Rena, who was meant to be downstairs after having chosen to opt out of Christmas, if such a thing were possible. Her eyes moving coldly over the fluttering geese, giving them cause to step back as she informed him of what was occurring below. The news causing him to look at her…and then move…
…fast.
o…o…o
Four minutes later.
He skidded to a halt in the main entrance chamber of the catacombs. No time to think. His coat thrown onto the table, exchanged for the bowl of blood still sitting there from the previous evening. With his hands spread over the top of the bowl, he darted forward. Growling at Rena to wake Singe. His nose making it simple for him to duck into the second tunnel. Three paces forward, then left into the first quarter.
Rena had given him a bearing. South by south-west.
Within seconds, he found signs of passage, a smear of blood-stained ash beneath a sun-trap, a piece of string on the rocks, the remnants of a blanket shoved into a corner. She was down here somewhere. He sniffed the blanket. Usually a scent called to him, but hers was faint…at least two turns making him pause before he made his choice. It was difficult to distinguish between the past and the present, the smell of the wool calling him left, left…and then right. The pattern repeating itself until it became clear how she was choosing her path. Left, left, right.

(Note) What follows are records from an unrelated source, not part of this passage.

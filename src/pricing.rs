//! Ticket prices and purchase limits.

use crate::Amount;
use crate::model::TicketType;

/// Most tickets a single purchase may contain.
pub const MAX_TICKETS: u32 = 20;

/// Unit price per ticket type. Immutable once built.
#[derive(Debug, Clone, Copy, PartialEq, Eq)]
pub struct PriceTable {
    adult: Amount,
    child: Amount,
    infant: Amount,
}

impl PriceTable {
    /// Adult 20, child 10, infant free.
    pub const STANDARD: PriceTable =
        PriceTable::new(Amount::new(20), Amount::new(10), Amount::ZERO);

    pub const fn new(adult: Amount, child: Amount, infant: Amount) -> Self {
        Self {
            adult,
            child,
            infant,
        }
    }

    pub fn price(&self, ticket_type: TicketType) -> Amount {
        match ticket_type {
            TicketType::Adult => self.adult,
            TicketType::Child => self.child,
            TicketType::Infant => self.infant,
        }
    }
}

impl Default for PriceTable {
    fn default() -> Self {
        Self::STANDARD
    }
}

/// Unit price of `ticket_type` in the standard table.
pub fn unit_price(ticket_type: TicketType) -> Amount {
    PriceTable::STANDARD.price(ticket_type)
}

/// Limits and prices applied to every purchase.
#[derive(Debug, Clone, Copy, PartialEq, Eq)]
pub struct PurchaseRules {
    pub max_tickets: u32,
    pub prices: PriceTable,
}

impl Default for PurchaseRules {
    fn default() -> Self {
        Self {
            max_tickets: MAX_TICKETS,
            prices: PriceTable::STANDARD,
        }
    }
}
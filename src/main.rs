use std::env;
use std::io;
use std::process::ExitCode;

use ticket_service::TicketService;
use ticket_service::csv::{read_orders, write_outcomes};
use tokio_stream::wrappers::ReceiverStream;
use tracing::{error, warn};
use tracing_subscriber::EnvFilter;
use tracing_subscriber::filter::LevelFilter;

#[tokio::main]
async fn main() -> ExitCode {
    tracing_subscriber::fmt()
        .with_env_filter(EnvFilter::from_default_env().add_directive(LevelFilter::WARN.into()))
        .with_writer(std::io::stderr)
        .init();

    let Some(path) = env::args().nth(1) else {
        error!("usage: ticket-service <orders.csv>");
        return ExitCode::FAILURE;
    };

    if !path.ends_with(".csv") {
        warn!(path, "input file seems to not be a csv file");
    }

    let orders = match read_orders(&path) {
        Ok(orders) => orders,
        Err(e) => {
            error!("{e}");
            return ExitCode::FAILURE;
        }
    };

    let service = TicketService::default();
    let (order_sender, order_receiver) = tokio::sync::mpsc::channel(16);

    tokio::spawn(async move {
        for result in orders {
            match result {
                Ok(order) => {
                    if order_sender.send(order).await.is_err() {
                        break;
                    }
                }
                Err(e) => {
                    warn!("{e}");
                }
            }
        }
    });

    let outcomes = service.run(ReceiverStream::new(order_receiver)).await;

    if let Err(e) = write_outcomes(io::stdout().lock(), &outcomes) {
        error!("{e}");
        return ExitCode::FAILURE;
    }

    ExitCode::SUCCESS
}
pub mod amount;
pub mod csv;
pub mod model;
pub mod pricing;
pub mod service;

pub use amount::Amount;
pub use model::{AccountId, Order, OrderId, TicketType, TicketTypeRequest};
pub use pricing::{PriceTable, PurchaseRules, unit_price};
pub use service::{Outcome, Purchase, PurchaseError, TicketService};
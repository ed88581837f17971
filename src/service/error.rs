//! Error types for ticket purchases.

use thiserror::Error;

/// Failure raised by a payment or seat reservation port.
#[derive(Debug, Clone, PartialEq, Eq, Error)]
pub enum ServiceError {
    #[error("service unavailable: {0}")]
    Unavailable(String),

    #[error("request rejected: {reason}")]
    Rejected { reason: String },
}

/// Error returned by [`TicketService::purchase_tickets`](super::TicketService::purchase_tickets).
#[derive(Debug, Clone, PartialEq, Eq, Error)]
pub enum PurchaseError {
    #[error("invalid account id")]
    InvalidAccount,

    #[error("only a maximum of {max} tickets can be purchased at a time")]
    TooManyTickets { max: u32 },

    #[error("child and infant tickets cannot be purchased without an adult ticket")]
    AdultRequired,

    #[error("payment unexpected error: {0}")]
    PaymentFailed(#[source] ServiceError),

    #[error("seat reservation unexpected error: {0}")]
    ReservationFailed(#[source] ServiceError),
}

impl PurchaseError {
    /// True for purchase rule violations the caller can fix by changing the
    /// request; false for port failures.
    pub fn is_rejection(&self) -> bool {
        !matches!(
            self,
            PurchaseError::PaymentFailed(_) | PurchaseError::ReservationFailed(_)
        )
    }
}
//! External collaborators the purchase flow calls into.

use tracing::info;

use crate::Amount;
use crate::model::AccountId;

use super::ServiceError;

/// Takes payment for a purchase.
pub trait TicketPaymentService: Send + Sync {
    /// Charge `amount` to `account`. Blocks until the charge is settled or fails.
    ///
    /// # Errors
    ///
    /// Any failure of the payment provider, reported as a [`ServiceError`].
    fn make_payment(&self, account: AccountId, amount: Amount) -> Result<(), ServiceError>;
}

/// Reserves seats for a purchase.
pub trait SeatReservationService: Send + Sync {
    /// Reserve `seats` seats for `account`.
    ///
    /// # Errors
    ///
    /// Any failure of the reservation provider, reported as a [`ServiceError`].
    fn reserve_seat(&self, account: AccountId, seats: u32) -> Result<(), ServiceError>;
}

impl<T: TicketPaymentService + ?Sized> TicketPaymentService for &T {
    fn make_payment(&self, account: AccountId, amount: Amount) -> Result<(), ServiceError> {
        (**self).make_payment(account, amount)
    }
}

impl<T: SeatReservationService + ?Sized> SeatReservationService for &T {
    fn reserve_seat(&self, account: AccountId, seats: u32) -> Result<(), ServiceError> {
        (**self).reserve_seat(account, seats)
    }
}

/// Payment port that accepts every charge and logs it.
#[derive(Debug, Clone, Copy, Default)]
pub struct LoggingPaymentService;

impl TicketPaymentService for LoggingPaymentService {
    fn make_payment(&self, account: AccountId, amount: Amount) -> Result<(), ServiceError> {
        info!(account, amount = %amount, "payment taken");
        Ok(())
    }
}

/// Seat reservation port that accepts every reservation and logs it.
#[derive(Debug, Clone, Copy, Default)]
pub struct LoggingSeatReservationService;

impl SeatReservationService for LoggingSeatReservationService {
    fn reserve_seat(&self, account: AccountId, seats: u32) -> Result<(), ServiceError> {
        info!(account, seats, "seats reserved");
        Ok(())
    }
}
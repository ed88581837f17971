use std::fmt;

/// Money in whole currency units.
#[derive(Debug, Clone, Copy, PartialEq, Eq, PartialOrd, Ord, Hash, Default)]
pub struct Amount(u64);

impl Amount {
    pub const ZERO: Amount = Amount(0);

    pub const fn new(units: u64) -> Self {
        Amount(units)
    }

    pub const fn units(self) -> u64 {
        self.0
    }

    pub const fn is_zero(self) -> bool {
        self.0 == 0
    }
}

impl fmt::Display for Amount {
    fn fmt(&self, f: &mut fmt::Formatter<'_>) -> fmt::Result {
        write!(f, "{}", self.0)
    }
}

impl std::ops::Add for Amount {
    type Output = Self;

    fn add(self, rhs: Self) -> Self::Output {
        Amount(self.0.saturating_add(rhs.0))
    }
}

impl std::ops::AddAssign for Amount {
    fn add_assign(&mut self, rhs: Self) {
        *self = *self + rhs;
    }
}

/// Unit price times a ticket quantity.
impl std::ops::Mul<u32> for Amount {
    type Output = Self;

    fn mul(self, quantity: u32) -> Self::Output {
        Amount(self.0.saturating_mul(u64::from(quantity)))
    }
}
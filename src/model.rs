//! Core domain types for ticket purchases.

use std::fmt;
use std::str::FromStr;
use thiserror::Error;

/// Account identifier. Only strictly positive values are valid.
pub type AccountId = i64;

/// Identifier of an order in a batch file.
pub type OrderId = u32;

/// Category of ticket, deciding price and seat occupancy.
#[derive(Debug, Clone, Copy, PartialEq, Eq, Hash)]
pub enum TicketType {
    Adult,
    Child,
    /// Sits on an adult's lap: no seat, no charge.
    Infant,
}

impl TicketType {
    pub const ALL: [TicketType; 3] = [TicketType::Adult, TicketType::Child, TicketType::Infant];

    /// Whether a ticket of this type takes a seat.
    pub fn occupies_seat(self) -> bool {
        self != TicketType::Infant
    }

    pub fn as_str(self) -> &'static str {
        match self {
            TicketType::Adult => "adult",
            TicketType::Child => "child",
            TicketType::Infant => "infant",
        }
    }
}

impl fmt::Display for TicketType {
    fn fmt(&self, f: &mut fmt::Formatter<'_>) -> fmt::Result {
        f.write_str(self.as_str())
    }
}

/// Returned when a string names no known ticket type.
#[derive(Debug, Clone, PartialEq, Eq, Error)]
#[error("unknown ticket type '{0}'")]
pub struct UnknownTicketType(pub String);

impl FromStr for TicketType {
    type Err = UnknownTicketType;

    fn from_str(s: &str) -> Result<Self, Self::Err> {
        TicketType::ALL
            .into_iter()
            .find(|t| t.as_str().eq_ignore_ascii_case(s))
            .ok_or_else(|| UnknownTicketType(s.to_string()))
    }
}

/// A request for `quantity` tickets of one type.
#[derive(Debug, Clone, Copy, PartialEq, Eq)]
pub struct TicketTypeRequest {
    ticket_type: TicketType,
    quantity: u32,
}

impl TicketTypeRequest {
    pub fn new(ticket_type: TicketType, quantity: u32) -> Self {
        Self {
            ticket_type,
            quantity,
        }
    }

    pub fn ticket_type(&self) -> TicketType {
        self.ticket_type
    }

    pub fn quantity(&self) -> u32 {
        self.quantity
    }
}

/// One purchase read from a batch: the account placing it and its requests.
#[derive(Debug, Clone, PartialEq, Eq)]
pub struct Order {
    pub id: OrderId,
    /// `None` when the batch row left the account empty.
    pub account: Option<AccountId>,
    pub requests: Vec<TicketTypeRequest>,
}
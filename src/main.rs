use std::process::exit;
use std::time::Duration;

use anyhow::{Context, Result};
use clap::Parser;

use _core::{logging, BoardConfig, OpenBci, Sample, StreamDispatcher, DEFAULT_BAUD};

#[derive(Parser, Debug)]
#[command(name = "openbci-demo", about = "Connect to an OpenBCI board and print samples")]
struct Args {
    /// Serial port (e.g., /dev/ttyUSB0). Auto-detected when omitted.
    #[arg(short, long)]
    port: Option<String>,
    #[arg(short, long, default_value_t = DEFAULT_BAUD)]
    baud: u32,
    /// Expect a 16-channel daisy module even if the banner does not report one
    #[arg(long)]
    daisy: bool,
    /// Seconds to stream before stopping
    #[arg(short, long, default_value_t = 5.0)]
    seconds: f64,
    /// Print every sample instead of one per second
    #[arg(short, long)]
    verbose: bool,
}

fn main() {
    if let Err(e) = run() {
        eprintln!("Error: {e:#}");
        exit(1);
    }
}

fn run() -> Result<()> {
    let args = Args::parse();
    logging::init_rust_logging();
    let lapse = Duration::try_from_secs_f64(args.seconds).context("invalid --seconds")?;

    let config = BoardConfig {
        port: args.port,
        baud: args.baud,
        daisy: args.daisy,
        logging: args.verbose,
        ..BoardConfig::default()
    };

    println!("--- Connecting to OpenBCI ---");
    let mut board = OpenBci::open(config).context("failed to open board")?;
    println!(
        "Connected on {} | {} EEG channels @ {} Hz",
        board.link().port_name().unwrap_or("?"),
        board.eeg_channel_count(),
        board.sample_rate()
    );

    let every = if args.verbose {
        1
    } else {
        (board.sample_rate() as u64).max(1)
    };
    let mut seen = 0u64;
    let mut dispatcher = StreamDispatcher::single(move |s: &Sample| {
        if seen % every == 0 {
            println!(
                "[{:03}] EEG(uV): {:.2?} | Aux(g): {:.3?}",
                s.packet_id, s.channel_data, s.aux_data
            );
        }
        seen += 1;
    });

    println!("Streaming for {:.1}s...", args.seconds);
    let summary = board.start_streaming(&mut dispatcher, Some(lapse))?;
    println!(
        "Done: {} samples in {:.2?} ({} malformed, {} unpaired, {} bytes skipped)",
        summary.samples_delivered,
        summary.elapsed,
        summary.packets_malformed,
        summary.pairing_gaps,
        summary.bytes_skipped
    );

    board.disconnect()?;
    Ok(())
}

His efforts finally rewarded by a pale wrist jutting out of a small hollow beneath a rock. Six minutes. Still trying not to spill, he placed the bowl he was still carrying on one of the burial slots in the wall and then turned back to the opposite tunnel. Kneeling on the ground beside the wrist, hoping to blood this was a trick. Willing her hand to rise up. Stab him in the face. Throw a rock at him. Anything.
"Reinette."
He said it with a forced callousness, the tone of one who was not in the mood for 'tired.' The hand did not move. Fuck. He pressed two fingers on her wrist, feeling for a pulse. Counting four seconds…and then, cursing under his breath, he ducked down even further, turning his head sideways to peer into her hiding place. It was more of a slice than a hole. She was lying on her front, her face turned away from him, her knees curled up to her chest.
He hissed her name again.
No answer.
Eight minutes. Forced to do something now, he wedged his arm into the space, managing to get a grip beneath her armpit. The angle and gravity fighting against him until she slid over…and then out onto the tunnel floor. Her face fell in the dirt. Bruises covering every scrap of her skin. Dirt smeared across her neck as though it had clung there decades ago.
She looked dead.
Instinctively, he turned back to the tunnel, looking for Rena, suddenly conscious of what needed to happen next. His eyes pinpointing the sun-traps until he found a spot that would not be compromised by the changing angle of the sun. With his destination in mind, he kneeled down again, hoisting her up and carrying her along the edges of the tunnel until they were deeper in the dark. The rocks hard underfoot as he laid her out on the tunnel floor and then retrieved the blood, placing the bowl beside her. Bones shoved aside so he could work. His hands moving faster than his brain to the point that he was muttering without realising it.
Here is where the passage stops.